Guiomar Ferreira foi ao INSS conferir tempo de contribuição

A proposta de reforma da Previdência Social que foi entregue à Câmara dos Deputados pelo governo federal, caso aprovada, acabará com a aposentadoria por idade. Isso porque, de acordo com o texto, após o fim da regra de transição, todos os segurados terão que cumprir a mesma idade mínima de 65 anos (para homens e mulheres) e mínimo de 25 anos de contribuição ao Instituto Nacional do Seguro Social (INSS).
De acordo com a regra atual, quem já preenche o requisito necessário, 60 anos para mulheres e 65 para homens (com pelo menos 15 recolhimentos), pode se aposentar, pois tem direito adquirido.

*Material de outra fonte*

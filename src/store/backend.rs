// Copyright (c) 2025 Ronan LE MEILLAT, SCTG Development
// This file is part of the neasmart-gateway project and is licensed under the
// SCTG Development Non-Commercial License v1.0 (see LICENSE.md for details).

//! Durable key-value layer for holding registers
//!
//! The store talks to its durable layer through [`RegisterBackend`]. The
//! production implementation is [`RedbBackend`], an embedded redb database
//! holding one `u16 -> u16` table with an entry for every register address.

use std::path::{Path, PathBuf};

use log::{debug, warn};
use redb::{Database, ReadableTable, ReadableTableMetadata, TableDefinition};

use super::StoreError;
use crate::registers::REGISTER_COUNT;

const REGISTERS_TABLE: TableDefinition<u16, u16> = TableDefinition::new("holding_registers");

/// Durable storage for register values.
///
/// Implementations must be usable from several threads. Every call is a
/// single, independent unit of I/O; retries are the caller's business.
#[cfg_attr(test, mockall::automock)]
pub trait RegisterBackend: Send + Sync {
    /// Read `count` consecutive registers. Missing entries read as zero.
    fn read_range(&self, start: u16, count: usize) -> Result<Vec<u16>, StoreError>;

    /// Write consecutive registers starting at `start`.
    fn write_range(&self, start: u16, values: &[u16]) -> Result<(), StoreError>;

    /// Write scattered `(address, value)` pairs in one transaction.
    fn write_entries(&self, entries: &[(u16, u16)]) -> Result<(), StoreError>;

    /// Cheap liveness check.
    fn probe(&self) -> Result<(), StoreError>;

    /// Number of stored entries.
    fn entry_count(&self) -> Result<u64, StoreError>;
}

/// redb-backed register storage.
pub struct RedbBackend {
    db: Database,
    path: PathBuf,
}

impl RedbBackend {
    /// Open the database at `path`, creating and zero-filling it on first use.
    ///
    /// ### Errors
    ///
    /// Any failure here (permissions, full disk, corrupt file) is returned as-is.
    /// The daemon treats it as fatal.
    pub fn open<P: AsRef<Path>>(path: P) -> Result<Self, StoreError> {
        let path = path.as_ref();
        if let Some(parent) = path.parent() {
            if !parent.as_os_str().is_empty() && !parent.exists() {
                debug!("Creating register database directory {:?}", parent);
                std::fs::create_dir_all(parent)
                    .map_err(|e| StoreError::Backend(format!("{}: {}", parent.display(), e)))?;
            }
        }

        let db = Database::create(path)?;
        let backend = Self {
            db,
            path: path.to_path_buf(),
        };
        backend.initialize()?;
        debug!("Using register database at {:?}", backend.path);
        Ok(backend)
    }

    pub fn path(&self) -> &Path {
        &self.path
    }

    fn initialize(&self) -> Result<(), StoreError> {
        let txn = self.db.begin_write()?;
        {
            let mut table = txn.open_table(REGISTERS_TABLE)?;
            if table.len()? == 0 {
                warn!("Initialising register database at {:?}", self.path);
                for addr in 0..=u16::MAX {
                    table.insert(addr, 0)?;
                }
            }
        }
        txn.commit()?;
        Ok(())
    }
}

impl RegisterBackend for RedbBackend {
    fn read_range(&self, start: u16, count: usize) -> Result<Vec<u16>, StoreError> {
        let mut values = vec![0; count];
        if count == 0 {
            return Ok(values);
        }
        let end = (usize::from(start) + count - 1).min(REGISTER_COUNT - 1) as u16;

        let txn = self.db.begin_read()?;
        let table = txn.open_table(REGISTERS_TABLE)?;
        for entry in table.range(start..=end)? {
            let (key, value) = entry?;
            values[usize::from(key.value() - start)] = value.value();
        }
        Ok(values)
    }

    fn write_range(&self, start: u16, values: &[u16]) -> Result<(), StoreError> {
        let txn = self.db.begin_write()?;
        {
            let mut table = txn.open_table(REGISTERS_TABLE)?;
            for (addr, value) in (usize::from(start)..REGISTER_COUNT).zip(values) {
                table.insert(addr as u16, *value)?;
            }
        }
        txn.commit()?;
        Ok(())
    }

    fn write_entries(&self, entries: &[(u16, u16)]) -> Result<(), StoreError> {
        let txn = self.db.begin_write()?;
        {
            let mut table = txn.open_table(REGISTERS_TABLE)?;
            for (addr, value) in entries {
                table.insert(*addr, *value)?;
            }
        }
        txn.commit()?;
        Ok(())
    }

    fn probe(&self) -> Result<(), StoreError> {
        let txn = self.db.begin_read()?;
        let table = txn.open_table(REGISTERS_TABLE)?;
        table.get(0u16)?;
        Ok(())
    }

    fn entry_count(&self) -> Result<u64, StoreError> {
        let txn = self.db.begin_read()?;
        let table = txn.open_table(REGISTERS_TABLE)?;
        Ok(table.len()?)
    }
}

#[cfg(test)]
mod tests {
    use super::*;
    use tempfile::tempdir;

    #[test]
    fn test_first_open_zero_fills() {
        let dir = tempdir().unwrap();
        let backend = RedbBackend::open(dir.path().join("data/registers.redb")).unwrap();
        assert_eq!(backend.entry_count().unwrap(), REGISTER_COUNT as u64);
        assert_eq!(backend.read_range(65_530, 6).unwrap(), vec![0; 6]);
        assert!(backend.probe().is_ok());
    }

    #[test]
    fn test_values_survive_reopen() {
        let dir = tempdir().unwrap();
        let path = dir.path().join("registers.redb");
        {
            let backend = RedbBackend::open(&path).unwrap();
            backend.write_range(1300, &[1, 0x0C33]).unwrap();
            backend.write_entries(&[(7, 99), (65_535, 5)]).unwrap();
        }

        let backend = RedbBackend::open(&path).unwrap();
        assert_eq!(backend.read_range(1300, 2).unwrap(), vec![1, 0x0C33]);
        assert_eq!(backend.read_range(7, 1).unwrap(), vec![99]);
        assert_eq!(backend.read_range(65_535, 1).unwrap(), vec![5]);
        assert_eq!(backend.entry_count().unwrap(), REGISTER_COUNT as u64);
    }
}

Como a aposentadoria por idade vai deixar de ser determinante, quem está no mercado atualmente e tem mais de 50 anos (homem) ou 45 (mulher) poderá se enquadrar na regra de transição, que foi incluída na Proposta de Emenda Constitucional (PEC) 287. Para isso, terá de pagar um pedágio de 50% sobre o tempo que falta para se aposentar.
Por exemplo, se um segurado atingiu a idade necessária (50 para homens e 45 para mulheres), e contribuiu por 14 anos (menos dos 15 necessários), faltará um ano para se aposentar. Na transição, terá que recolher por mais seis meses para conseguir o benefício.

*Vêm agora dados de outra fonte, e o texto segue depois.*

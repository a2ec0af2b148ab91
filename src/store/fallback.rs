// Copyright (c) 2025 Ronan LE MEILLAT, SCTG Development
// This file is part of the neasmart-gateway project and is licensed under the
// SCTG Development Non-Commercial License v1.0 (see LICENSE.md for details).

//! In-memory replica of the register space
//!
//! The replica mirrors every value the store has seen, so it can keep serving
//! last-known values when the durable layer is unavailable. Writes made while
//! degraded are tracked as dirty until they are flushed back to disk.

use std::collections::BTreeSet;

use parking_lot::Mutex;

use crate::registers::REGISTER_COUNT;

#[derive(Debug)]
struct Replica {
    values: Vec<u16>,
    dirty: BTreeSet<u16>,
}

/// Lock-protected, full-size register replica.
#[derive(Debug)]
pub struct InMemoryFallback {
    replica: Mutex<Replica>,
}

impl Default for InMemoryFallback {
    fn default() -> Self {
        Self::new()
    }
}

impl InMemoryFallback {
    /// Replica with every register at zero.
    pub fn new() -> Self {
        Self::with_values(Vec::new())
    }

    /// Replica seeded from a snapshot. Missing trailing registers are zero.
    pub fn with_values(mut values: Vec<u16>) -> Self {
        values.resize(REGISTER_COUNT, 0);
        Self {
            replica: Mutex::new(Replica {
                values,
                dirty: BTreeSet::new(),
            }),
        }
    }

    pub fn get(&self, addr: u16) -> u16 {
        self.replica.lock().values[usize::from(addr)]
    }

    /// Values of `count` registers from `start`, truncated at the end of the space.
    pub fn get_range(&self, start: u16, count: usize) -> Vec<u16> {
        let replica = self.replica.lock();
        let start = usize::from(start);
        let end = (start + count).min(REGISTER_COUNT);
        replica.values[start..end].to_vec()
    }

    /// Write a value that has not reached the durable layer.
    pub fn set(&self, addr: u16, value: u16) {
        self.set_range(addr, std::slice::from_ref(&value));
    }

    /// Write values that have not reached the durable layer.
    pub fn set_range(&self, start: u16, values: &[u16]) {
        let mut replica = self.replica.lock();
        for (addr, value) in (usize::from(start)..REGISTER_COUNT).zip(values) {
            replica.values[addr] = *value;
            replica.dirty.insert(addr as u16);
        }
    }

    /// Record values already persisted, without marking them dirty.
    pub fn refresh(&self, start: u16, values: &[u16]) {
        let mut replica = self.replica.lock();
        for (addr, value) in (usize::from(start)..REGISTER_COUNT).zip(values) {
            replica.values[addr] = *value;
        }
    }

    pub fn is_dirty(&self) -> bool {
        !self.replica.lock().dirty.is_empty()
    }

    pub fn dirty_count(&self) -> usize {
        self.replica.lock().dirty.len()
    }

    /// Snapshot of the unsynchronised `(address, value)` pairs, in address order.
    pub fn dirty_entries(&self) -> Vec<(u16, u16)> {
        let replica = self.replica.lock();
        replica
            .dirty
            .iter()
            .map(|addr| (*addr, replica.values[usize::from(*addr)]))
            .collect()
    }

    pub fn clear_dirty(&self) {
        self.replica.lock().dirty.clear();
    }

    pub fn len(&self) -> usize {
        self.replica.lock().values.len()
    }

    pub fn is_empty(&self) -> bool {
        self.len() == 0
    }
}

Para o especialista em Previdência, Paulo Tafner, a decisão do governo em estipular apenas um tipo de benefício é moderna e acompanha as tendências de outros países.
— Quem estiver próximo de conseguir o benefício entrará na regra de transição. Vai conseguir se aposentar, porém, contribuirá um tempo a mais. Esta é uma maneira inteligente, que acompanha a Previdência de vários países — analisa.

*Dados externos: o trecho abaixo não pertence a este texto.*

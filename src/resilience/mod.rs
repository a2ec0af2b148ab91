// Copyright (c) 2025 Ronan LE MEILLAT, SCTG Development
// This file is part of the neasmart-gateway project and is licensed under the
// SCTG Development Non-Commercial License v1.0 (see LICENSE.md for details).

//! Fault isolation for bus operations
//!
//! Provides a [`CircuitBreaker`] that stops calling a failing bus for a cooldown
//! period and then re-admits trial calls one at a time.

mod circuit_breaker;

pub use circuit_breaker::{
    BreakerError, BreakerStatus, CircuitBreaker, CircuitBreakerConfig, CircuitState,
};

Com o anúncio da reforma, a autônoma Guiomar Ferreira, de 58 anos, foi a um posto do INSS conferir se já tem o tempo de recolhimento necessário para se aposentar por idade antes das mudanças.
— Se mudar, vou contribuir mais. Quero me adiantar.

Segurados trabalharão por mais tempo

Na prática, a medida funde o tempo de contribuição e a idade, fixando a contribuição de 25 anos e a idade mínima de 65 para homens e mulheres. Para Adriane Bramante, vice-presidente do Instituto Brasileiro de Direito Previdenciário (IBDP), o fim da modalidade por idade foi acertada, pois desestimularia a aposentadoria por tempo de contribuição.
— Foi uma maneira de o governo manter as pessoas por mais tempo no mercado de trabalho. Se a regra da aposentadoria por idade continuasse a existir, não seria interessante para o segurado contribuir 25 anos — diz.